As a first order guess of tomorrow’s weather, we can just look at today’s weather and assume it’ll be the same tomorrow. In some places and/or at some times when the atmosphere is relatively steady or controlled by very slowly varying things (think of a small island surrounded by 80 deg ocean water in the tropics), this is a pretty good guess. We can also use climatology, or use the average of the past 30 yrs of data for Jun 24th to guess what tomorrow will be. For many areas in the mid latitudes or in the shoulder seasons, these may not be good forecasts at all.

Most of the time, climatology or persistence can get you in the ballpark, but more accurate forecasts require that we use the physics equations that describe the movement and characteristics of fluids. This is done on supercomputers. It takes a *lot* of data and processing time, particularly when we try to narrow down how precise of an area we want to start making forecasts for. Maybe we can model the atmosphere on a grid that has points every 50 km, but that won’t be great if we want to capture things that occur on scales smaller than that. We then need to increase the resolution by, for example, changing the grid spacing to every 5 km, which also requires that we update the model more frequently in time as well (which means more calculations and processing time). To model things like individual thunderstorms, we need to get down closer to 100 m grid spacing, and even smaller than that where we start having to deal with turbulent flows.

As the forecast time window increases to months and years, the nature of the forecast changes. Of course the initial state is important, but the forecast progressively becomes a boundary condition problem, wherein the energy balance on the “edges” of the atmosphere (e.g., the ground and ocean surface down low and the sun at the top of the atmosphere) starts to drive the future state. Of course, given the turbulent and “chaotic” nature of the atmosphere, we lose our ability to model very small things (like individual storms) for very specific areas when we go to get far off forecasts, but we can get a handle on the general, large-scale structure of the atmosphere.

Anonymous 0 Comments

It’s really about lifting that moisture. If it is a cloud or fog that is stable and just sitting at 1 level, then not much precip. If you can introduce some kind of destabilizing upward force, like fronts, jet maxes, then you can generate upward vertical motions that lead to cumulonimbus and nimbostratus clouds. I’m a big believer of the adage that if you can’t explain this shit to grandma, get out of meteorology.

Anonymous 0 Comments

Weather forecasting models simulate the atmosphere on the level where clouds form. If we have a forecast for temperature and pressure there, we can predict if the clouds can hold onto water or if it’s too much and it will rain.

Anonymous 0 Comments

Imagine you’re in a parking lot, and you see a loose shopping cart rolling toward a car. You can see the direction it is rolling, see that it isn’t slowing down very much—you make a reasonable prediction that there’s a 95% chance that cart is going to hit that car.
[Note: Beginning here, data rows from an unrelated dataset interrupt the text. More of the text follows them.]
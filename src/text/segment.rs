//! Sentence segmentation and boundary classification.
//!
//! The segmenter sits behind a trait so a smarter NLP-backed implementation
//! can be swapped in without touching the pipeline; the built-in
//! [`RuleSegmenter`] covers ordinary prose well enough for narration.

/// A contiguous range of the source text classified as one sentence.
///
/// `start` and `end` are byte offsets into the text the span was produced
/// from; the gap between one span's `end` and the next span's `start` is what
/// boundary classification inspects.
#[derive(Debug, Clone, PartialEq, Eq)]
pub struct SentenceSpan {
    pub text: String,
    pub start: usize,
    pub end: usize,
}

/// Capability of splitting chapter text into ordered sentence spans.
pub trait SentenceSegmenter: Send + Sync {
    fn segment(&self, text: &str) -> Vec<SentenceSpan>;
}

/// Words after which a period does not end a sentence.
const ABBREVIATIONS: &[&str] = &[
    "mr", "mrs", "ms", "dr", "prof", "st", "vs", "etc", "jr", "sr", "vol",
];

fn is_terminator(c: char) -> bool {
    matches!(c, '.' | '!' | '?' | '\u{2026}')
}

/// Closing marks that stay attached to the sentence they end.
fn is_closer(c: char) -> bool {
    matches!(c, '"' | '\'' | ')' | ']' | '\u{201D}' | '\u{2019}' | '\u{00BB}' | '\u{203A}')
}

/// Rule-based sentence splitter: breaks on terminator runs followed by
/// whitespace, with an abbreviation allow-list, and treats blank lines as
/// hard boundaries even without a terminator (headings, scene breaks).
#[derive(Debug, Clone, Default)]
pub struct RuleSegmenter;

impl RuleSegmenter {
    pub fn new() -> Self {
        Self
    }
}

impl SentenceSegmenter for RuleSegmenter {
    fn segment(&self, text: &str) -> Vec<SentenceSpan> {
        let chars: Vec<(usize, char)> = text.char_indices().collect();
        let total = chars.len();
        let mut spans = Vec::new();
        let mut span_start: Option<usize> = None;

        let push_span = |start: usize, end: usize, spans: &mut Vec<SentenceSpan>| {
            let slice = &text[start..end];
            let trimmed = slice.trim_end();
            if !trimmed.is_empty() {
                spans.push(SentenceSpan {
                    text: trimmed.to_string(),
                    start,
                    end: start + trimmed.len(),
                });
            }
        };

        let mut i = 0;
        while i < total {
            let (byte_idx, c) = chars[i];

            if span_start.is_none() {
                if c.is_whitespace() {
                    i += 1;
                    continue;
                }
                span_start = Some(byte_idx);
            }

            if is_terminator(c) {
                // Swallow the whole terminator run plus closing marks.
                let mut j = i + 1;
                while j < total && (is_terminator(chars[j].1) || is_closer(chars[j].1)) {
                    j += 1;
                }
                let end_byte = if j < total { chars[j].0 } else { text.len() };
                let at_eof = j >= total;
                let followed_by_ws = !at_eof && chars[j].1.is_whitespace();
                let single_period = c == '.' && j == i + 1;
                let suppressed = single_period
                    && ends_with_abbreviation(&text[span_start.unwrap()..byte_idx]);

                if (at_eof || followed_by_ws) && !suppressed {
                    push_span(span_start.unwrap(), end_byte, &mut spans);
                    span_start = None;
                }
                i = j;
                continue;
            }

            if c == '\n' {
                // A blank line ends the current sentence even without a
                // terminator.
                let mut j = i + 1;
                while j < total && matches!(chars[j].1, ' ' | '\t' | '\r') {
                    j += 1;
                }
                if j < total && chars[j].1 == '\n' {
                    if let Some(start) = span_start.take() {
                        push_span(start, byte_idx, &mut spans);
                    }
                    i = j + 1;
                    continue;
                }
            }

            i += 1;
        }

        if let Some(start) = span_start {
            push_span(start, text.len(), &mut spans);
        }

        spans
    }
}

/// True when the text before a period ends in a word that never closes a
/// sentence: a listed abbreviation or a single-letter initial.
fn ends_with_abbreviation(before: &str) -> bool {
    let word = before
        .rsplit(|c: char| c.is_whitespace())
        .next()
        .unwrap_or("")
        .trim_start_matches(|c: char| !c.is_alphanumeric());
    if word.is_empty() {
        return false;
    }
    let mut word_chars = word.chars();
    if word.chars().count() == 1 && word_chars.next().is_some_and(|c| c.is_uppercase()) {
        return true;
    }
    ABBREVIATIONS.contains(&word.to_lowercase().as_str())
}

/// Classify the gap between two consecutive sentences.
///
/// Returns true iff the source markup placed a paragraph separator (a double
/// newline, with or without an intervening space) between them. No following
/// sentence means no boundary at all.
pub fn is_paragraph_break(text: &str, sentence_end: usize, next_start: Option<usize>) -> bool {
    let Some(next_start) = next_start else {
        return false;
    };
    match text.get(sentence_end..next_start) {
        Some(gap) => gap.contains("\n\n") || gap.contains("\n \n"),
        None => false,
    }
}

#[cfg(test)]
mod tests {
    use super::*;

    fn segment(text: &str) -> Vec<SentenceSpan> {
        RuleSegmenter::new().segment(text)
    }

    #[test]
    fn test_basic_split() {
        let spans = segment("First one. Second one!");
        assert_eq!(spans.len(), 2);
        assert_eq!(spans[0].text, "First one.");
        assert_eq!(spans[1].text, "Second one!");
    }

    #[test]
    fn test_offsets_index_into_source() {
        let text = "A short start. Then a question? And the rest.";
        for span in segment(text) {
            assert_eq!(&text[span.start..span.end], span.text);
        }
    }

    #[test]
    fn test_abbreviations_do_not_split() {
        let spans = segment("Mr. Smith arrived at noon. He sat down.");
        assert_eq!(spans.len(), 2);
        assert_eq!(spans[0].text, "Mr. Smith arrived at noon.");
    }

    #[test]
    fn test_initials_do_not_split() {
        let spans = segment("J. K. Rowling wrote it. It sold well.");
        assert_eq!(spans.len(), 2);
    }

    #[test]
    fn test_ellipsis_and_closers() {
        let spans = segment("He paused\u{2026} Then he spoke.");
        assert_eq!(spans.len(), 2);
        let spans = segment("\u{201C}Done.\u{201D} She left.");
        assert_eq!(spans.len(), 2);
    }

    #[test]
    fn test_blank_line_ends_headings() {
        let spans = segment("Chapter One\n\nIt was a dark night.");
        assert_eq!(spans.len(), 2);
        assert_eq!(spans[0].text, "Chapter One");
        assert_eq!(spans[1].text, "It was a dark night.");
    }

    #[test]
    fn test_empty_and_whitespace_input() {
        assert!(segment("").is_empty());
        assert!(segment("  \n\n \t ").is_empty());
    }

    #[test]
    fn test_no_terminator_yields_single_span() {
        let spans = segment("a fragment without ending");
        assert_eq!(spans.len(), 1);
        assert_eq!(spans[0].text, "a fragment without ending");
    }

    #[test]
    fn test_paragraph_break_classification() {
        let text = "One.\n\nTwo.";
        let spans = segment(text);
        assert_eq!(spans.len(), 2);
        assert!(is_paragraph_break(text, spans[0].end, Some(spans[1].start)));

        let text = "One.\nTwo.";
        let spans = segment(text);
        assert_eq!(spans.len(), 2);
        assert!(!is_paragraph_break(text, spans[0].end, Some(spans[1].start)));

        let text = "One. Two.";
        let spans = segment(text);
        assert!(!is_paragraph_break(text, spans[0].end, Some(spans[1].start)));

        // Double newline separated by a single space still counts.
        let text = "One.\n \nTwo.";
        let spans = segment(text);
        assert!(is_paragraph_break(text, spans[0].end, Some(spans[1].start)));

        // The final sentence has no following boundary.
        assert!(!is_paragraph_break(text, spans[1].end, None));
    }
}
But then you see someone has spotted the shopping cart and is running toward it. Will they catch it in time? Hmmm, could go either way. You estimate it’s now a 50% chance the cart hits the car.

But then as the person picks up speed, it seems more obvious that they will stop the cart. Maybe a 10% chance of collision.

But then the person in unexpectedly trips, and the cart hits that car after all.

That’s basically how weather prediction works. You look at existing weather fronts and the direction they are moving, you make educated estimations of how those fronts will continue to travel and how they will interact with one another, and you keep adjusting your estimates as you get more information.